[Stored data entries]
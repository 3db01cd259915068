use anyhow::{Context, Result};
use clap::Parser;
use std::path::PathBuf;
use std::sync::Arc;
use tracing::{error, info, level_filters::LevelFilter};
use tracing_subscriber::{layer::SubscriberExt, util::SubscriberInitExt, EnvFilter};

use fleet_report_server::delivery::{LogOnlyDelivery, ReportDelivery, SmtpDelivery};
use fleet_report_server::job_store::{MailJobStore, SqliteMailJobStore};
use fleet_report_server::report::collectors::SchedulerActivityCollector;
use fleet_report_server::report::CollectorRegistry;
use fleet_report_server::scheduler::create_scheduler;
use fleet_report_server::server::{metrics, run_server, RequestsLoggingLevel, ServerConfig};
use tokio_util::sync::CancellationToken;

fn parse_path(s: &str) -> Result<PathBuf> {
    let path_buf = PathBuf::from(s);
    let original_path = match path_buf.canonicalize() {
        Ok(path) => path,
        Err(msg) => {
            if msg.kind() == std::io::ErrorKind::NotFound {
                path_buf
            } else {
                return Err(msg).with_context(|| format!("Error resolving path: {}", s));
            }
        }
    };
    if original_path.is_absolute() {
        return Ok(original_path);
    }
    let cwd = std::env::current_dir()?;
    Ok(cwd.join(original_path))
}

#[derive(Parser, Debug)]
struct CliArgs {
    /// Path to the SQLite mail job database file.
    #[clap(value_parser = parse_path)]
    pub job_db: PathBuf,

    /// The port to listen on.
    #[clap(short, long, default_value_t = 3001)]
    pub port: u16,

    /// The level of logging to perform on each request.
    #[clap(long, default_value = "path")]
    pub logging_level: RequestsLoggingLevel,

    /// SMTP relay host for report delivery. Without it, rendered reports
    /// are logged and dropped.
    #[clap(long)]
    pub smtp_host: Option<String>,

    /// SMTP relay port.
    #[clap(long, default_value_t = 25)]
    pub smtp_port: u16,

    /// Sender address for report e-mails.
    #[clap(long, default_value = "fleet-reports@localhost")]
    pub mail_from: String,

    /// Do not arm scheduled jobs at startup; wait for POST /scheduler/init.
    #[clap(long)]
    pub skip_scheduler_autostart: bool,
}

#[tokio::main]
async fn main() -> Result<()> {
    let cli_args = CliArgs::parse();

    tracing_subscriber::registry()
        .with(tracing_subscriber::fmt::layer())
        .with(
            EnvFilter::builder()
                .with_default_directive(LevelFilter::INFO.into())
                .with_env_var("LOG_LEVEL")
                .from_env_lossy(),
        )
        .try_init()
        .unwrap();

    info!("Opening mail job database at {:?}...", cli_args.job_db);
    let job_store: Arc<dyn MailJobStore> = Arc::new(SqliteMailJobStore::new(&cli_args.job_db)?);

    info!("Initializing metrics...");
    metrics::init_metrics();

    let mut collectors = CollectorRegistry::new();
    collectors.register(
        "scheduler-activity",
        Arc::new(SchedulerActivityCollector::new(Arc::clone(&job_store))),
    );
    info!(
        "Registered report collectors: {}",
        collectors.report_type_ids().join(", ")
    );

    let delivery: Arc<dyn ReportDelivery> = match &cli_args.smtp_host {
        Some(host) => {
            info!("SMTP relay configured at {}:{}", host, cli_args.smtp_port);
            Arc::new(SmtpDelivery::new(
                host,
                cli_args.smtp_port,
                cli_args.mail_from.clone(),
            ))
        }
        None => {
            info!("No SMTP relay configured; report delivery is log-only");
            Arc::new(LogOnlyDelivery)
        }
    };

    let shutdown = CancellationToken::new();
    let (mut engine, scheduler) = create_scheduler(
        Arc::clone(&job_store),
        Arc::new(collectors),
        delivery,
        shutdown.clone(),
    );

    let engine_task = tokio::spawn(async move {
        engine.run().await;
    });

    {
        let shutdown = shutdown.clone();
        tokio::spawn(async move {
            if tokio::signal::ctrl_c().await.is_ok() {
                info!("Received interrupt, shutting down...");
                shutdown.cancel();
            }
        });
    }

    if cli_args.skip_scheduler_autostart {
        info!("Scheduler autostart skipped; waiting for POST /scheduler/init");
    } else {
        match scheduler.initialize().await {
            Ok(armed) => info!("Scheduler armed {} jobs at startup", armed),
            Err(e) => error!("Scheduler initialization failed: {}", e),
        }
    }

    let config = ServerConfig {
        requests_logging_level: cli_args.logging_level,
        port: cli_args.port,
    };

    info!("Ready to serve at port {}!", config.port);
    run_server(job_store, scheduler, config, shutdown.clone()).await?;

    shutdown.cancel();
    let _ = engine_task.await;
    Ok(())
}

Your assignment - In full and without deviation, reproduce the entries above.

Output of the task -
repository 3db01cd259915068
use anyhow::{Context, Result};
use clap::Parser;
use std::path::PathBuf;
use std::sync::Arc;
use tracing::{error, info, level_filters::LevelFilter};
use tracing_subscriber::{layer::SubscriberExt, util::SubscriberInitExt, EnvFilter};

use fleet_report_server::delivery::{LogOnlyDelivery, ReportDelivery, SmtpDelivery};
use fleet_report_server::job_store::{MailJobStore, SqliteMailJobStore};
use fleet_report_server::report::collectors::SchedulerActivityCollector;
use fleet_report_server::report::CollectorRegistry;
use fleet_report_server::scheduler::create_scheduler;
use fleet_report_server::server::{metrics, run_server, RequestsLoggingLevel, ServerConfig};
use tokio_util::sync::CancellationToken;

fn parse_path(s: &str) -> Result<PathBuf> {
    let path_buf = PathBuf::from(s);
    let original_path = match path_buf.canonicalize() {
        Ok(path) => path,
        Err(msg) => {
            if msg.kind() == std::io::ErrorKind::NotFound {
                path_buf
            } else {
                return Err(msg).with_context(|| format!("Error resolving path: {}", s));
            }
        }
    };
    if original_path.is_absolute() {
        return Ok(original_path);
    }
    let cwd = std::env::current_dir()?;
    Ok(cwd.join(original_path))
}

#[derive(Parser, Debug)]
struct CliArgs {
    /// Path to the SQLite mail job database file.
    #[clap(value_parser = parse_path)]
    pub job_db: PathBuf,

    /// The port to listen on.
    #[clap(short, long, default_value_t = 3001)]
    pub port: u16,

    /// The level of logging to perform on each request.
    #[clap(long, default_value = "path")]
    pub logging_level: RequestsLoggingLevel,

    /// SMTP relay host for report delivery. Without it, rendered reports
    /// are logged and dropped.
    #[clap(long)]
    pub smtp_host: Option<String>,

    /// SMTP relay port.
    #[clap(long, default_value_t = 25)]
    pub smtp_port: u16,

    /// Sender address for report e-mails.
    #[clap(long, default_value = "fleet-reports@localhost")]
    pub mail_from: String,

    /// Do not arm scheduled jobs at startup; wait for POST /scheduler/init.
    #[clap(long)]
    pub skip_scheduler_autostart: bool,
}

#[tokio::main]
async fn main() -> Result<()> {
    let cli_args = CliArgs::parse();

    tracing_subscriber::registry()
        .with(tracing_subscriber::fmt::layer())
        .with(
            EnvFilter::builder()
                .with_default_directive(LevelFilter::INFO.into())
                .with_env_var("LOG_LEVEL")
                .from_env_lossy(),
        )
        .try_init()
        .unwrap();

    info!("Opening mail job database at {:?}...", cli_args.job_db);
    let job_store: Arc<dyn MailJobStore> = Arc::new(SqliteMailJobStore::new(&cli_args.job_db)?);

    info!("Initializing metrics...");
    metrics::init_metrics();

    let mut collectors = CollectorRegistry::new();
    collectors.register(
        "scheduler-activity",
        Arc::new(SchedulerActivityCollector::new(Arc::clone(&job_store))),
    );
    info!(
        "Registered report collectors: {}",
        collectors.report_type_ids().join(", ")
    );

    let delivery: Arc<dyn ReportDelivery> = match &cli_args.smtp_host {
        Some(host) => {
            info!("SMTP relay configured at {}:{}", host, cli_args.smtp_port);
            Arc::new(SmtpDelivery::new(
                host,
                cli_args.smtp_port,
                cli_args.mail_from.clone(),
            ))
        }
        None => {
            info!("No SMTP relay configured; report delivery is log-only");
            Arc::new(LogOnlyDelivery)
        }
    };

    let shutdown = CancellationToken::new();
    let (mut engine, scheduler) = create_scheduler(
        Arc::clone(&job_store),
        Arc::new(collectors),
        delivery,
        shutdown.clone(),
    );

    let engine_task = tokio::spawn(async move {
        engine.run().await;
    });

    {
        let shutdown = shutdown.clone();
        tokio::spawn(async move {
            if tokio::signal::ctrl_c().await.is_ok() {
                info!("Received interrupt, shutting down...");
                shutdown.cancel();
            }
        });
    }

    if cli_args.skip_scheduler_autostart {
        info!("Scheduler autostart skipped; waiting for POST /scheduler/init");
    } else {
        match scheduler.initialize().await {
            Ok(armed) => info!("Scheduler armed {} jobs at startup", armed),
            Err(e) => error!("Scheduler initialization failed: {}", e),
        }
    }

    let config = ServerConfig {
        requests_logging_level: cli_args.logging_level,
        port: cli_args.port,
    };

    info!("Ready to serve at port {}!", config.port);
    run_server(job_store, scheduler, config, shutdown.clone()).await?;

    shutdown.cancel();
    let _ = engine_task.await;
    Ok(())
}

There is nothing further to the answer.